Old growth forests in Mexico experience higher severe damage (uprooted, broken trunk, bent trunk; 14%) compared to secondary forests, while secondary forests have a higher tree mortality (7%) in the post-Patricia aftermath [101]. A minor hurricane, such as Jova, halved the number of tree cavities that birds could use for nesting, while larger events had a more substantial effect, shifting the flower and fruit phenology in both deciduous and semi-deciduous areas [100]. Fruit and flower abundance also significantly decreased in the year following Hurricane Jova compared to the one following Hurricane Patricia, and the decrease was more significant for the semi-deciduous forests. Higher fragmentation leads to increased vulnerability and leaves the remaining patches more susceptible to fires post-hurricane. When further extrapolating the damage to the vegetation community and the animals that live there, the hurricanes significantly decreased both bat and small mammal community diversity post-hurricane, but recovery of these populations occurred rapidly [99]. If the frequency of such storms increases in areas that contain TDFs, as we have seen since 2010, there may come the point in time when the resilience of the forests is not substantial enough to mitigate the loss in resistance in both the fauna and flora [102].
Given the increases in the number of these storms impacting the TDFs, their projected rise in the future, and the current lack of information about their impact on TDF resilience in the short and long term, this line of research is increasingly relevant. Differentiating between the types of damage caused by wind, uprooted versus broken trunks or standing dead trees, and their impact on ecological functions should be a focus for research in coming years.

3.3.2. Fire

Extreme events are projected to increase on both ends of the spectrum, and fires are predicted to be of growing concern despite no evidence of species shifts compared to the early Holocene when fires were more prevalent [82,96]. It is also important to note, however, that fires are not considered part of the natural Central and South America TDF matrix with few natural fires documented and a much higher prevalence of anthropogenically started fires [103]. Although fires are not considered to be part of the TDF ecosystem naturally, there is evidence to suggest that some species are becoming fire adapted. In the Nicaraguan TDF, there are three main fire adaptations that species exhibit: resistance (low mortality), resprouting (vigorous sprouting post-fire), and recruitment (increased seeding post-fire) [104]. The resilience of TDFs to fire is poorly understood, however, and is a knowledge gap that requires more research. Paleoecological studies could be useful in assessing long-term interactions between natural disturbances, as has been done to assess insect outbreaks in the boreal forest [105].

3.3.3. Drought

There is a positive correlation between recovery from drought globally, post-drought temperature, and precipitation. The humid tropics are typically considered to have the highest recovery time; however, the seasonality of rainfall helps the TDF recover quickly.
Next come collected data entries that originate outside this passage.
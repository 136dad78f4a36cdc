//! Per-point codec state.
//!
//! Every signal index that appears in a TSSC stream gets one of these.
//! Besides the value/quality history, each point owns an adaptive code
//! table: a rolling histogram of the codes it emits, periodically
//! collapsed into one of four prefix modes. Encoder and decoder run the
//! identical, deterministic adaptation so their tables never diverge.

use crate::transport::constants::TsscCode;

/// Number of distinct code words tracked by the histogram.
const COMMAND_STATS_LENGTH: usize = 32;

/// Codec state retained per signal index.
#[derive(Debug, Clone)]
pub(super) struct PointState {
    commands_sent_since_last_change: u32,
    command_stats: [u32; COMMAND_STATS_LENGTH],
    startup_mode: u8,

    /// Active code-table mode, 1 through 4.
    pub mode: u8,
    /// Mode 2: the code behind the 1-bit prefix.
    pub mode21: u8,
    /// Mode 3: the codes behind the 1-bit and 2-bit prefixes.
    pub mode31: u8,
    pub mode301: u8,
    /// Mode 4: the codes behind the 1-bit, 2-bit and 3-bit prefixes.
    pub mode41: u8,
    pub mode401: u8,
    pub mode4001: u8,

    /// Predicted next point id.
    pub prev_next_point_id: u16,
    pub prev_quality1: u32,
    pub prev_quality2: u32,
    pub prev_value1: u32,
    pub prev_value2: u32,
    pub prev_value3: u32,
}

impl PointState {
    /// Fresh state. New points start in mode 4 predicting the three
    /// value-reuse codes, which dominate steady-state streams.
    pub fn new() -> Self {
        Self {
            commands_sent_since_last_change: 0,
            command_stats: [0; COMMAND_STATS_LENGTH],
            startup_mode: 0,
            mode: 4,
            mode21: 0,
            mode31: 0,
            mode301: 0,
            mode41: TsscCode::VALUE1,
            mode401: TsscCode::VALUE2,
            mode4001: TsscCode::VALUE3,
            prev_next_point_id: 0,
            prev_quality1: 0,
            prev_quality2: 0,
            prev_value1: 0,
            prev_value2: 0,
            prev_value3: 0,
        }
    }

    /// Record one emitted code and re-adapt the table when due: after the
    /// first 5 codes, again after 20, then every 100.
    pub fn update_code_statistics(&mut self, code: u8) {
        self.commands_sent_since_last_change += 1;
        self.command_stats[usize::from(code)] += 1;

        if self.startup_mode == 0 && self.commands_sent_since_last_change > 5 {
            self.startup_mode += 1;
            self.adapt_commands();
        } else if self.startup_mode == 1 && self.commands_sent_since_last_change > 20 {
            self.startup_mode += 1;
            self.adapt_commands();
        } else if self.startup_mode == 2 && self.commands_sent_since_last_change > 100 {
            self.adapt_commands();
        }
    }

    /// Pick the cheapest of the four prefix modes for the histogram just
    /// collected, then reset the histogram.
    fn adapt_commands(&mut self) {
        let mut code1 = 0u8;
        let mut count1 = 0u32;
        let mut code2 = 1u8;
        let mut count2 = 0u32;
        let mut code3 = 2u8;
        let mut count3 = 0u32;
        let mut total = 0u32;

        for i in 0..COMMAND_STATS_LENGTH {
            let count = self.command_stats[i];
            self.command_stats[i] = 0;

            total += count;

            if count > count3 {
                if count > count1 {
                    code3 = code2;
                    count3 = count2;

                    code2 = code1;
                    count2 = count1;

                    code1 = i as u8;
                    count1 = count;
                } else if count > count2 {
                    code3 = code2;
                    count3 = count2;

                    code2 = i as u8;
                    count2 = count;
                } else {
                    code3 = i as u8;
                    count3 = count;
                }
            }
        }

        let mode1_size = total * 5;
        let mode2_size = count1 + (total - count1) * 6;
        let mode3_size = count1 + count2 * 2 + (total - count1 - count2) * 7;
        let mode4_size =
            count1 + count2 * 2 + count3 * 3 + (total - count1 - count2 - count3) * 8;

        let min_size = mode1_size
            .min(mode2_size)
            .min(mode3_size)
            .min(mode4_size);

        if min_size == mode1_size {
            self.mode = 1;
        } else if min_size == mode2_size {
            self.mode = 2;
            self.mode21 = code1;
        } else if min_size == mode3_size {
            self.mode = 3;
            self.mode31 = code1;
            self.mode301 = code2;
        } else {
            self.mode = 4;
            self.mode41 = code1;
            self.mode401 = code2;
            self.mode4001 = code3;
        }

        self.commands_sent_since_last_change = 0;
    }
}

#[cfg(test)]
mod tests {
    use super::*;

    #[test]
    fn test_new_point_predicts_value_reuse() {
        let point = PointState::new();
        assert_eq!(point.mode, 4);
        assert_eq!(point.mode41, TsscCode::VALUE1);
        assert_eq!(point.mode401, TsscCode::VALUE2);
        assert_eq!(point.mode4001, TsscCode::VALUE3);
    }

    #[test]
    fn test_adaptation_is_deterministic() {
        // Two states fed the same code sequence stay identical - the
        // property both ends of the wire rely on.
        let mut a = PointState::new();
        let mut b = PointState::new();

        let sequence: Vec<u8> = (0..500)
            .map(|i| match i % 10 {
                0 => TsscCode::TIME_DELTA1_FORWARD,
                1..=7 => TsscCode::VALUE1,
                8 => TsscCode::VALUE_XOR8,
                _ => TsscCode::QUALITY2,
            })
            .collect();

        for &code in &sequence {
            a.update_code_statistics(code);
            b.update_code_statistics(code);
        }

        assert_eq!(a.mode, b.mode);
        assert_eq!(
            (a.mode41, a.mode401, a.mode4001),
            (b.mode41, b.mode401, b.mode4001)
        );
        assert_eq!(a.mode21, b.mode21);
    }

    #[test]
    fn test_dominant_code_wins_a_short_prefix() {
        let mut point = PointState::new();

        // One code utterly dominates: after adaptation it must sit in a
        // 1-bit slot regardless of the mode chosen.
        for _ in 0..200 {
            point.update_code_statistics(TsscCode::VALUE1);
        }

        match point.mode {
            2 => assert_eq!(point.mode21, TsscCode::VALUE1),
            3 => assert_eq!(point.mode31, TsscCode::VALUE1),
            4 => assert_eq!(point.mode41, TsscCode::VALUE1),
            other => panic!("uniform input should not pick mode {other}"),
        }
    }
}
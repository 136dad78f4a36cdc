//! Fundamental value types carried by the transport.

use std::fmt;
use std::str::FromStr;

use uuid::Uuid;

use crate::util::time;

/// One sample of one signal at one instant.
///
/// Produced by the publisher per sample, decoded by the subscriber per
/// incoming packet, and immutable after decode.
#[derive(Debug, Clone, PartialEq)]
pub struct Measurement {
    /// Globally unique identifier of the signal this sample belongs to.
    pub signal_id: Uuid,
    /// Source half of the human-readable measurement key.
    pub source: String,
    /// Numeric half of the human-readable measurement key.
    pub id: u32,
    /// Human-readable tag describing the measurement, when known.
    pub tag: String,
    /// Instantaneous value.
    pub value: f64,
    /// Additive value modifier.
    pub adder: f64,
    /// Multiplicative value modifier.
    pub multiplier: f64,
    /// Acquisition time in 100 ns ticks since 0001-01-01 UTC.
    pub timestamp: i64,
    /// State flags reported by the acquiring device, see
    /// [`StateFlags`](crate::transport::constants::StateFlags).
    pub flags: u32,
}

impl Default for Measurement {
    fn default() -> Self {
        Self {
            signal_id: Uuid::nil(),
            source: String::new(),
            id: 0,
            tag: String::new(),
            value: f64::NAN,
            adder: 0.0,
            multiplier: 1.0,
            timestamp: 0,
            flags: 0,
        }
    }
}

impl Measurement {
    /// The value after applying the multiplicative and additive modifiers.
    pub fn adjusted_value(&self) -> f64 {
        self.value * self.multiplier + self.adder
    }

    /// The acquisition time as Unix seconds plus milliseconds.
    pub fn unix_time(&self) -> (i64, u16) {
        time::to_unix_time(self.timestamp)
    }
}

/// Signal classification, e.g. phase angle, without the specific kind of
/// voltage or current.
#[derive(Debug, Clone, Copy, PartialEq, Eq, Hash, Default)]
pub enum SignalKind {
    /// Phase angle.
    Angle,
    /// Phase magnitude.
    Magnitude,
    /// Line frequency.
    Frequency,
    /// Frequency delta over time (dF/dt).
    DfDt,
    /// Status flags.
    Status,
    /// Digital value.
    Digital,
    /// Analog value.
    Analog,
    /// Calculated value.
    Calculation,
    /// Statistical value.
    Statistic,
    /// Alarm value.
    Alarm,
    /// Quality flags.
    Quality,
    /// Undetermined signal type.
    #[default]
    Unknown,
}

impl SignalKind {
    /// The two-letter wire acronym for this kind.
    pub fn acronym(self) -> &'static str {
        match self {
            Self::Angle => "PA",
            Self::Magnitude => "PM",
            Self::Frequency => "FQ",
            Self::DfDt => "DF",
            Self::Status => "SF",
            Self::Digital => "DV",
            Self::Analog => "AV",
            Self::Calculation => "CV",
            Self::Statistic => "ST",
            Self::Alarm => "AL",
            Self::Quality => "QF",
            Self::Unknown => "??",
        }
    }

    /// The human-readable description for this kind.
    pub fn description(self) -> &'static str {
        match self {
            Self::Angle => "Angle",
            Self::Magnitude => "Magnitude",
            Self::Frequency => "Frequency",
            Self::DfDt => "DfDt",
            Self::Status => "Status",
            Self::Digital => "Digital",
            Self::Analog => "Analog",
            Self::Calculation => "Calculation",
            Self::Statistic => "Statistic",
            Self::Alarm => "Alarm",
            Self::Quality => "Quality",
            Self::Unknown => "Unknown",
        }
    }

    /// Parse a two-letter acronym. Unrecognized input maps to
    /// [`SignalKind::Unknown`].
    pub fn parse_acronym(acronym: &str) -> Self {
        match acronym {
            "PA" => Self::Angle,
            "PM" => Self::Magnitude,
            "FQ" => Self::Frequency,
            "DF" => Self::DfDt,
            "SF" => Self::Status,
            "DV" => Self::Digital,
            "AV" => Self::Analog,
            "CV" => Self::Calculation,
            "ST" => Self::Statistic,
            "AL" => Self::Alarm,
            "QF" => Self::Quality,
            _ => Self::Unknown,
        }
    }
}

/// A parsed signal reference: device acronym, signal kind, and the
/// 1-based index for phasors, digitals and analogs.
#[derive(Debug, Clone, PartialEq, Eq, Default)]
pub struct SignalReference {
    /// Unique identifier of the referenced measurement.
    pub signal_id: Uuid,
    /// Associated (parent) device acronym.
    pub acronym: String,
    /// Ordered index for indexed signal types, 0 when not indexed.
    pub index: u16,
    /// Signal classification.
    pub kind: SignalKind,
}

impl FromStr for SignalReference {
    type Err = std::convert::Infallible;

    /// Parse a `"ACRONYM-KIND"` or `"ACRONYM-KIND<index>"` reference,
    /// e.g. `"CORDOVA-PA2"`. A reference may contain multiple dashes;
    /// only the last one separates the signal type.
    fn from_str(signal: &str) -> std::result::Result<Self, Self::Err> {
        let mut reference = Self::default();

        match signal.rfind('-') {
            None => {
                // Malformed input - the best recovery is to treat the
                // whole string as the device acronym.
                reference.acronym = signal.trim().to_uppercase();
            }
            Some(split) => {
                let signal_type = signal[split + 1..].trim().to_uppercase();
                reference.acronym = signal[..split].trim().to_uppercase();

                if signal_type.len() > 2 {
                    // Indexed signal type, e.g. CORDOVA-PA2.
                    let (acronym, index) = signal_type.split_at_checked(2).unwrap_or(("", ""));
                    reference.kind = SignalKind::parse_acronym(acronym);

                    if reference.kind != SignalKind::Unknown {
                        reference.index = index.parse().unwrap_or(0);
                    }
                } else {
                    reference.kind = SignalKind::parse_acronym(&signal_type);
                }
            }
        }

        Ok(reference)
    }
}

impl fmt::Display for SignalReference {
    fn fmt(&self, f: &mut fmt::Formatter<'_>) -> fmt::Result {
        if self.index > 0 {
            write!(f, "{}-{}{}", self.acronym, self.kind.acronym(), self.index)
        } else {
            write!(f, "{}-{}", self.acronym, self.kind.acronym())
        }
    }
}

#[cfg(test)]
mod tests {
    use super::*;

    #[test]
    fn test_adjusted_value() {
        let m = Measurement {
            value: 2.0,
            multiplier: 3.0,
            adder: 0.5,
            ..Default::default()
        };
        assert_eq!(m.adjusted_value(), 6.5);
    }

    #[test]
    fn test_default_measurement() {
        let m = Measurement::default();
        assert!(m.value.is_nan());
        assert_eq!(m.multiplier, 1.0);
        assert_eq!(m.adder, 0.0);
        assert_eq!(m.flags, 0);
    }

    #[test]
    fn test_signal_kind_acronym_round_trip() {
        for kind in [
            SignalKind::Angle,
            SignalKind::Magnitude,
            SignalKind::Frequency,
            SignalKind::DfDt,
            SignalKind::Status,
            SignalKind::Digital,
            SignalKind::Analog,
            SignalKind::Calculation,
            SignalKind::Statistic,
            SignalKind::Alarm,
            SignalKind::Quality,
        ] {
            assert_eq!(SignalKind::parse_acronym(kind.acronym()), kind);
        }
        assert_eq!(SignalKind::parse_acronym("ZZ"), SignalKind::Unknown);
    }

    #[test]
    fn test_signal_reference_parsing() {
        let r: SignalReference = "CORDOVA-PA2".parse().unwrap();
        assert_eq!(r.acronym, "CORDOVA");
        assert_eq!(r.kind, SignalKind::Angle);
        assert_eq!(r.index, 2);
        assert_eq!(r.to_string(), "CORDOVA-PA2");

        let r: SignalReference = "SHELBY-FQ".parse().unwrap();
        assert_eq!(r.acronym, "SHELBY");
        assert_eq!(r.kind, SignalKind::Frequency);
        assert_eq!(r.index, 0);
        assert_eq!(r.to_string(), "SHELBY-FQ");

        // Multiple dashes: only the last one splits.
        let r: SignalReference = "TVA-CORDOVA-PM1".parse().unwrap();
        assert_eq!(r.acronym, "TVA-CORDOVA");
        assert_eq!(r.kind, SignalKind::Magnitude);
        assert_eq!(r.index, 1);
    }

    #[test]
    fn test_signal_reference_without_dash() {
        let r: SignalReference = "shelby".parse().unwrap();
        assert_eq!(r.acronym, "SHELBY");
        assert_eq!(r.kind, SignalKind::Unknown);
    }
}
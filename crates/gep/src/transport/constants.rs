//! Protocol constants for the Gateway Exchange Protocol.
//!
//! These values are wire invariants: both peers must agree on them
//! byte-for-byte for the protocol to interoperate.

/// Largest frame either channel will carry. UDP datagrams never exceed
/// this; TCP reads are bounded by the advertised payload size.
pub const MAX_PACKET_SIZE: usize = 32768;

/// Size of the payload pre-header on the command channel:
/// 4 marker bytes followed by a little-endian payload size word.
pub const PAYLOAD_HEADER_SIZE: usize = 8;

/// Size of the response header inside a payload: response code,
/// original command code, and four reserved bytes.
pub const RESPONSE_HEADER_SIZE: usize = 6;

/// Marker bytes that open every command-channel payload.
pub const PAYLOAD_MARKER: [u8; 4] = [0xAA, 0xBB, 0xCC, 0xDD];

/// TSSC payload version byte. A different value is a hard protocol error.
pub const TSSC_VERSION: u8 = 85;

/// Server commands sent by a subscriber and received by a publisher.
///
/// Solicited commands receive a [`ServerResponse::SUCCEEDED`] or
/// [`ServerResponse::FAILED`] response carrying the original command code.
pub struct ServerCommand;

impl ServerCommand {
    /// Authenticate. Deprecated on the wire - use TLS instead.
    pub const AUTHENTICATE: u8 = 0x00;
    /// Request an updated metadata set.
    pub const METADATA_REFRESH: u8 = 0x01;
    /// Request a subscription based on the connection string that follows.
    pub const SUBSCRIBE: u8 = 0x02;
    /// Cancel the current subscription.
    pub const UNSUBSCRIBE: u8 = 0x03;
    /// Request a fresh set of cipher keys for data packet encryption.
    pub const ROTATE_CIPHER_KEYS: u8 = 0x04;
    /// Update the temporal processing interval with the value that follows.
    pub const UPDATE_PROCESSING_INTERVAL: u8 = 0x05;
    /// Define operational modes. Must be the first command after connect.
    pub const DEFINE_OPERATIONAL_MODES: u8 = 0x06;
    /// Confirm receipt of a [`ServerResponse::NOTIFY`] message.
    pub const CONFIRM_NOTIFICATION: u8 = 0x07;
    /// Confirm receipt of a [`ServerResponse::BUFFER_BLOCK`] measurement.
    pub const CONFIRM_BUFFER_BLOCK: u8 = 0x08;

    // User-defined command range: 0xD0-0xDF.
    pub const USER_COMMAND_00: u8 = 0xD0;
    pub const USER_COMMAND_15: u8 = 0xDF;

    /// Whether `code` falls in the user-defined command range.
    pub fn is_user_command(code: u8) -> bool {
        (Self::USER_COMMAND_00..=Self::USER_COMMAND_15).contains(&code)
    }
}

/// Server responses sent by a publisher and received by a subscriber.
///
/// Response values are distinct from command values to make wire captures
/// easier to read.
pub struct ServerResponse;

impl ServerResponse {
    /// Solicited command succeeded; original command and message follow.
    pub const SUCCEEDED: u8 = 0x80;
    /// Solicited command failed; original command and message follow.
    pub const FAILED: u8 = 0x81;
    /// Unsolicited data packet follows.
    pub const DATA_PACKET: u8 = 0x82;
    /// Replace the runtime signal index cache with the one that follows.
    pub const UPDATE_SIGNAL_INDEX_CACHE: u8 = 0x83;
    /// Replace the runtime base-timestamp offsets with those that follow.
    pub const UPDATE_BASE_TIMES: u8 = 0x84;
    /// Replace the runtime data cipher keys with those that follow.
    pub const UPDATE_CIPHER_KEYS: u8 = 0x85;
    /// Start time of the data being processed, from the first measurement.
    pub const DATA_START_TIME: u8 = 0x86;
    /// Input processing completed, typically via temporal constraint.
    pub const PROCESSING_COMPLETE: u8 = 0x87;
    /// Raw buffer block follows.
    pub const BUFFER_BLOCK: u8 = 0x88;
    /// Notification message for the client; expects confirmation.
    pub const NOTIFY: u8 = 0x89;
    /// Publisher source configuration changed; a metadata refresh is in order.
    pub const CONFIGURATION_CHANGED: u8 = 0x8A;

    // User-defined response range: 0xE0-0xEF.
    pub const USER_RESPONSE_00: u8 = 0xE0;
    pub const USER_RESPONSE_15: u8 = 0xEF;

    /// Keep-alive ping; carries no payload and requires no action.
    pub const NO_OP: u8 = 0xFF;

    /// Whether `code` falls in the user-defined response range.
    pub fn is_user_response(code: u8) -> bool {
        (Self::USER_RESPONSE_00..=Self::USER_RESPONSE_15).contains(&code)
    }
}

/// Flag bits carried in the first byte of a data packet.
pub struct DataPacketFlags;

impl DataPacketFlags {
    /// Bit set = packet is synchronized and carries a frame-level timestamp.
    pub const SYNCHRONIZED: u8 = 0x01;
    /// Bit set = measurements are in the compact format.
    pub const COMPACT: u8 = 0x02;
    /// Bit set = use the odd cipher index when decrypting, clear = even.
    pub const CIPHER_INDEX: u8 = 0x04;
    /// Bit set = payload is TSSC compressed.
    pub const COMPRESSED: u8 = 0x08;
    /// Bit set = compressed payload is little-endian ordered. Reserved.
    pub const LITTLE_ENDIAN_COMPRESSION: u8 = 0x10;
    /// No flags set: unsynchronized, full-fidelity measurements.
    pub const NO_FLAGS: u8 = 0x00;
}

/// Operational modes requested by a subscriber immediately after connect.
///
/// The mode word must be sent before any other command and cannot be
/// renegotiated. The publisher may silently refuse some requests, such as
/// compression, based on its own configuration.
pub struct OperationalModes;

impl OperationalModes {
    /// Mask for the protocol version number (currently 0).
    pub const VERSION_MASK: u32 = 0x0000001F;
    /// Mask for the compression mode bits.
    pub const COMPRESSION_MODE_MASK: u32 = 0x000000E0;
    /// Mask for the character encoding used in exchanged messages.
    pub const ENCODING_MASK: u32 = 0x00000300;
    /// Bit set = common serialization format for cache and metadata.
    pub const USE_COMMON_SERIALIZATION_FORMAT: u32 = 0x0100_0000;
    /// Bit set = external measurements are exchanged during metadata sync.
    pub const RECEIVE_EXTERNAL_METADATA: u32 = 0x0200_0000;
    /// Bit set = internal measurements are exchanged during metadata sync.
    pub const RECEIVE_INTERNAL_METADATA: u32 = 0x0400_0000;
    /// Bit set = payload data is compressed.
    pub const COMPRESS_PAYLOAD_DATA: u32 = 0x2000_0000;
    /// Bit set = signal index cache is compressed.
    pub const COMPRESS_SIGNAL_INDEX_CACHE: u32 = 0x4000_0000;
    /// Bit set = metadata is compressed.
    pub const COMPRESS_METADATA: u32 = 0x8000_0000;
    /// No flags set.
    pub const NO_FLAGS: u32 = 0x0000_0000;
}

/// Character encodings selectable in the operational mode word.
pub struct OperationalEncoding;

impl OperationalEncoding {
    /// UTF-16, little endian.
    pub const UNICODE: u32 = 0x0000_0000;
    /// UTF-16, big endian.
    pub const BIG_ENDIAN_UNICODE: u32 = 0x0000_0100;
    /// UTF-8. The only encoding this implementation speaks.
    pub const UTF8: u32 = 0x0000_0200;
    /// ANSI.
    pub const ANSI: u32 = 0x0000_0300;
}

/// Compression modes selectable in the operational mode word.
pub struct CompressionModes;

impl CompressionModes {
    /// GZip compression for metadata and signal-index-cache exchange.
    pub const GZIP: u32 = 0x0000_0020;
    /// TSSC compression for data packet payloads.
    pub const TSSC: u32 = 0x0000_0040;
    /// No compression.
    pub const NONE: u32 = 0x0000_0000;
}

/// Compact measurement state flags, one byte per record.
pub struct CompactFlags;

impl CompactFlags {
    /// A data-range flag is set in the full flags word.
    pub const DATA_RANGE: u8 = 0x01;
    /// A data-quality flag is set in the full flags word.
    pub const DATA_QUALITY: u8 = 0x02;
    /// A time-quality flag is set in the full flags word.
    pub const TIME_QUALITY: u8 = 0x04;
    /// A system-issue flag is set in the full flags word.
    pub const SYSTEM_ISSUE: u8 = 0x08;
    /// The value is calculated.
    pub const CALCULATED_VALUE: u8 = 0x10;
    /// The value was discarded.
    pub const DISCARDED_VALUE: u8 = 0x20;
    /// Timestamp is expressed against a base time offset.
    pub const BASE_TIME_OFFSET: u8 = 0x40;
    /// Which of the two base time offsets applies: set = 1, clear = 0.
    pub const TIME_INDEX: u8 = 0x80;

    /// Full-flag bits summarized by [`CompactFlags::DATA_RANGE`].
    pub const DATA_RANGE_MASK: u32 = 0x0000_00FC;
    /// Full-flag bits summarized by [`CompactFlags::DATA_QUALITY`].
    pub const DATA_QUALITY_MASK: u32 = 0x0000_EF03;
    /// Full-flag bits summarized by [`CompactFlags::TIME_QUALITY`].
    pub const TIME_QUALITY_MASK: u32 = 0x00BF_0000;
    /// Full-flag bits summarized by [`CompactFlags::SYSTEM_ISSUE`].
    pub const SYSTEM_ISSUE_MASK: u32 = 0xE000_0000;
    /// Full-flag bits summarized by [`CompactFlags::CALCULATED_VALUE`].
    pub const CALCULATED_VALUE_MASK: u32 = 0x0000_1000;
    /// Full-flag bits summarized by [`CompactFlags::DISCARDED_VALUE`].
    pub const DISCARDED_VALUE_MASK: u32 = 0x0040_0000;
}

/// Full 32-bit measurement state flags as reported by the acquiring device.
pub struct StateFlags;

impl StateFlags {
    pub const NORMAL: u32 = 0x0;
    pub const BAD_DATA: u32 = 0x1;
    pub const SUSPECT_DATA: u32 = 0x2;
    pub const OVER_RANGE_ERROR: u32 = 0x4;
    pub const UNDER_RANGE_ERROR: u32 = 0x8;
    pub const ALARM_HIGH: u32 = 0x10;
    pub const ALARM_LOW: u32 = 0x20;
    pub const WARNING_HIGH: u32 = 0x40;
    pub const WARNING_LOW: u32 = 0x80;
    pub const FLATLINE_ALARM: u32 = 0x100;
    pub const COMPARISON_ALARM: u32 = 0x200;
    pub const ROC_ALARM: u32 = 0x400;
    pub const RECEIVED_AS_BAD: u32 = 0x800;
    pub const CALCULATED_VALUE: u32 = 0x1000;
    pub const CALCULATION_ERROR: u32 = 0x2000;
    pub const CALCULATION_WARNING: u32 = 0x4000;
    pub const RESERVED_QUALITY_FLAG: u32 = 0x8000;
    pub const BAD_TIME: u32 = 0x10000;
    pub const SUSPECT_TIME: u32 = 0x20000;
    pub const LATE_TIME_ALARM: u32 = 0x40000;
    pub const FUTURE_TIME_ALARM: u32 = 0x80000;
    pub const UP_SAMPLED: u32 = 0x100000;
    pub const DOWN_SAMPLED: u32 = 0x200000;
    pub const DISCARDED_VALUE: u32 = 0x400000;
    pub const RESERVED_TIME_FLAG: u32 = 0x800000;
    pub const USER_DEFINED_FLAG1: u32 = 0x1000000;
    pub const USER_DEFINED_FLAG2: u32 = 0x2000000;
    pub const USER_DEFINED_FLAG3: u32 = 0x4000000;
    pub const USER_DEFINED_FLAG4: u32 = 0x8000000;
    pub const USER_DEFINED_FLAG5: u32 = 0x10000000;
    pub const SYSTEM_ERROR: u32 = 0x20000000;
    pub const SYSTEM_WARNING: u32 = 0x40000000;
    pub const MEASUREMENT_ERROR: u32 = 0x80000000;
}

/// The 29 code words of the TSSC alphabet.
pub struct TsscCode;

impl TsscCode {
    /// Flush padding and end the current payload.
    pub const END_OF_STREAM: u8 = 0;

    pub const POINT_ID_XOR4: u8 = 1;
    pub const POINT_ID_XOR8: u8 = 2;
    pub const POINT_ID_XOR12: u8 = 3;
    pub const POINT_ID_XOR16: u8 = 4;

    pub const TIME_DELTA1_FORWARD: u8 = 5;
    pub const TIME_DELTA2_FORWARD: u8 = 6;
    pub const TIME_DELTA3_FORWARD: u8 = 7;
    pub const TIME_DELTA4_FORWARD: u8 = 8;
    pub const TIME_DELTA1_REVERSE: u8 = 9;
    pub const TIME_DELTA2_REVERSE: u8 = 10;
    pub const TIME_DELTA3_REVERSE: u8 = 11;
    pub const TIME_DELTA4_REVERSE: u8 = 12;
    /// Reuse the timestamp from two samples ago.
    pub const TIMESTAMP2: u8 = 13;
    /// 7-bit varint XOR against the previous timestamp.
    pub const TIME_XOR_7BIT: u8 = 14;

    /// Reuse the quality word from two samples ago.
    pub const QUALITY2: u8 = 15;
    /// 7-bit varint quality word.
    pub const QUALITY_7BIT32: u8 = 16;

    pub const VALUE1: u8 = 17;
    pub const VALUE2: u8 = 18;
    pub const VALUE3: u8 = 19;
    pub const VALUE_ZERO: u8 = 20;
    pub const VALUE_XOR4: u8 = 21;
    pub const VALUE_XOR8: u8 = 22;
    pub const VALUE_XOR12: u8 = 23;
    pub const VALUE_XOR16: u8 = 24;
    pub const VALUE_XOR20: u8 = 25;
    pub const VALUE_XOR24: u8 = 26;
    pub const VALUE_XOR28: u8 = 27;
    pub const VALUE_XOR32: u8 = 28;
}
The typical recovery times were <6 months, with some pockets of 7–12 months for the ecosystem to fully recover [106]. Drought has also been significantly correlated to the reduction in fine-root and ectomycorrhizal-root biomass [107]. Consistent long-term droughts (6–30 years) have been shown to negatively affect growth, although the amount and duration required is predominantly species based [86]. With shorter droughts mitigated using similar techniques that the forests use in the dry season and early brown down [86,108].
Younger successional stages have indications of stronger regulatory responses compared to late stages during drought [109], with the highest evapotranspiration demand found in 80-year-old forests [109], where leaf area index tends to be higher [36]. Water use efficiency, the ability for an ecosystem to assimilate the same or more carbon [110] is higher in areas such as Mexico and south-central Brazil, where TDFs and savannas are present, (4–9 g C hPa0.5/ kg H2O) compared to the tropical wet forests, such as the Amazon (0–3 g C hPa0.5/ kg H2O) [111]. Under drought conditions, the water use efficiency of TDFs is expected to increase by as much as 38% compared to average years [93].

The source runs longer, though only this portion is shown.